_Description of the task_
Reply with the data below, repeated exactly in full.

Saved entries:
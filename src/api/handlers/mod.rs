//! HTTP request handlers for API endpoints.
//!
//! Each handler module corresponds to a logical grouping of endpoints.

pub mod clicks;
pub mod health;
pub mod links;
pub mod reorder;
pub mod stats;

pub use clicks::click_handler;
pub use health::health_handler;
pub use links::{
    create_link_handler, delete_link_handler, get_link_handler, list_links_handler,
    update_link_handler,
};
pub use reorder::{reorder_all_handler, reorder_link_handler};
pub use stats::stats_handler;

_Result below_
filename src/api/handlers/mod.rs
//! HTTP request handlers for API endpoints.
//!
//! Each handler module corresponds to a logical grouping of endpoints.

pub mod clicks;
pub mod health;
pub mod links;
pub mod reorder;
pub mod stats;

pub use clicks::click_handler;
pub use health::health_handler;
pub use links::{
    create_link_handler, delete_link_handler, get_link_handler, list_links_handler,
    update_link_handler,
};
pub use reorder::{reorder_all_handler, reorder_link_handler};
pub use stats::stats_handler;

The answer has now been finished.